Segment Start: RECORDS FOR THIS EXERCISE
use std::collections::BTreeMap;

use crate::graph::{
    DType, ExprId, Graph, ModuleId, ModuleKey, NodeKind, OpDefKind, Operand, Shape, TensorMeta,
    Value,
};
use crate::ops::functional;

use super::{called_module, LoadError, LoadResult, LoaderRegistry};

/// Value given to `param_dim` on batch-norm modules saved before the attribute existed.
pub const PARAM_DIM_DEFAULT: &str = "dim_1c11";

pub const BATCHNORM_MODULES: [(&str, &str); 3] = [
    ("module.batchnorm", "BatchNorm1d"),
    ("module.batchnorm", "BatchNorm2d"),
    ("module.batchnorm", "SyncBatchNorm"),
];

pub const CONV_BN_MODULES: [(&str, &str); 4] = [
    ("module.conv_bn", "ConvBn2d"),
    ("module.conv_bn", "ConvBnRelu2d"),
    ("module.qat.conv_bn", "ConvBn2d"),
    ("module.qat.conv_bn", "ConvBnRelu2d"),
];

/// Format revision whose `ones`/`zeros` records kept dtype and device positional.
const POSITIONAL_TENSOR_GEN_VERSION: &str = "1.7.0";

const BATCHNORM_LEGACY_OUTPUTS: usize = 5;

pub(super) fn register_builtin(registry: &mut LoaderRegistry) {
    let keys = |table: &[(&str, &str)]| -> Vec<ModuleKey> {
        table
            .iter()
            .map(|&(module, name)| ModuleKey::new(module, name))
            .collect()
    };
    registry.register_module_loader(&keys(&BATCHNORM_MODULES), batchnorm_module_loader);
    registry.register_module_loader(&keys(&CONV_BN_MODULES), conv_bn_module_loader);
    registry.register_opdef_loader(OpDefKind::BatchNorm, batchnorm_opdef_loader);
    registry.register_functional_loader(
        &[functional::ones(), functional::zeros()],
        tensor_gen_loader,
    );
}

fn receiver_module(graph: &Graph, expr: ExprId) -> LoadResult<ModuleId> {
    let e = graph.expr(expr)?;
    called_module(graph, e.args.first())?
        .ok_or_else(|| LoadError::malformed(expr, "module call without a module receiver"))
}

fn default_param_dim(graph: &mut Graph, module: ModuleId) -> LoadResult<bool> {
    let state = graph.modules_mut().get_mut(module)?;
    if state.has_attr("param_dim") {
        return Ok(false);
    }
    state.set_attr("param_dim", Value::from(PARAM_DIM_DEFAULT));
    Ok(true)
}

fn batchnorm_module_loader(graph: &mut Graph, expr: ExprId, version: Option<&str>) -> LoadResult<bool> {
    if version.is_some() {
        return Ok(false);
    }
    let module = receiver_module(graph, expr)?;
    default_param_dim(graph, module)
}

fn conv_bn_module_loader(graph: &mut Graph, expr: ExprId, version: Option<&str>) -> LoadResult<bool> {
    if version.is_some() {
        return Ok(false);
    }
    let module = receiver_module(graph, expr)?;
    let state = graph.modules().get(module)?;
    let Some(&bn) = state.submodules.get("bn") else {
        return Err(LoadError::malformed(
            expr,
            format!("`{}` has no `bn` submodule", state.key),
        ));
    };
    default_param_dim(graph, bn)
}

/// Older batch-norm opdefs had no reserve output; it sits at index 4 of six.
fn batchnorm_opdef_loader(graph: &mut Graph, expr: ExprId, version: Option<&str>) -> LoadResult<bool> {
    if version.is_some() {
        return Ok(false);
    }
    let outputs = graph.expr(expr)?.outputs.clone();
    if outputs.len() == BATCHNORM_LEGACY_OUTPUTS + 1 {
        return Ok(false);
    }
    let Some(&last) = outputs.last().filter(|_| outputs.len() == BATCHNORM_LEGACY_OUTPUTS) else {
        return Err(LoadError::malformed(
            expr,
            format!("batch norm with {} outputs", outputs.len()),
        ));
    };
    let last = graph.node(last)?;
    let template = last.kind.tensor_meta();
    let dtype = template.as_ref().map_or(DType::F32, TensorMeta::dtype);
    let mut meta = TensorMeta::new(dtype, Shape::from_static(&[0]));
    meta.qparams = template.and_then(|meta| meta.qparams);
    let name = format!("{}_reserve", last.name);
    graph.insert_output(expr, BATCHNORM_LEGACY_OUTPUTS - 1, name, NodeKind::Tensor(meta))?;
    Ok(true)
}

/// Normalizes `ones`/`zeros` to `(shape, dtype=.., device=..)`.
fn tensor_gen_loader(graph: &mut Graph, expr: ExprId, version: Option<&str>) -> LoadResult<bool> {
    let e = graph.expr(expr)?;
    let (args, kwargs) = match version {
        Some(POSITIONAL_TENSOR_GEN_VERSION) => match &e.args[..] {
            [_] => return Ok(false),
            [shape, dtype, device] => {
                let kwargs = BTreeMap::from([
                    ("dtype".to_string(), dtype.clone()),
                    ("device".to_string(), device.clone()),
                ]);
                (vec![shape.clone()], kwargs)
            }
            other => {
                return Err(LoadError::malformed(
                    expr,
                    format!("expected 3 positional arguments, found {}", other.len()),
                ))
            }
        },
        Some(_) => return Ok(false),
        None => {
            let shape = e
                .args
                .first()
                .or_else(|| e.kwargs.get("shape"))
                .cloned()
                .ok_or_else(|| LoadError::malformed(expr, "missing shape argument"))?;
            let dtype = e
                .args
                .get(1)
                .or_else(|| e.kwargs.get("dtype"))
                .cloned()
                .unwrap_or_else(|| Operand::Value(Value::from(DType::F32.name())));
            let device = e
                .args
                .get(2)
                .or_else(|| e.kwargs.get("device"))
                .cloned()
                .unwrap_or(Operand::Value(Value::None));
            let kwargs = BTreeMap::from([
                ("dtype".to_string(), dtype),
                ("device".to_string(), device),
            ]);
            (vec![shape], kwargs)
        }
    };
    if e.args == args && e.kwargs == kwargs {
        return Ok(false);
    }
    graph.set_operands(expr, args, kwargs)?;
    Ok(true)
}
Segment End: RECORDS FOR THIS EXERCISE
**TASK GOAL**
Find the word "keys" in the records. Copy every line it appears in.

**OUTPUT OF THE EXERCISE**
    let keys = |table: &[(&str, &str)]| -> Vec<ModuleKey> {
    registry.register_module_loader(&keys(&BATCHNORM_MODULES), batchnorm_module_loader);
    registry.register_module_loader(&keys(&CONV_BN_MODULES), conv_bn_module_loader);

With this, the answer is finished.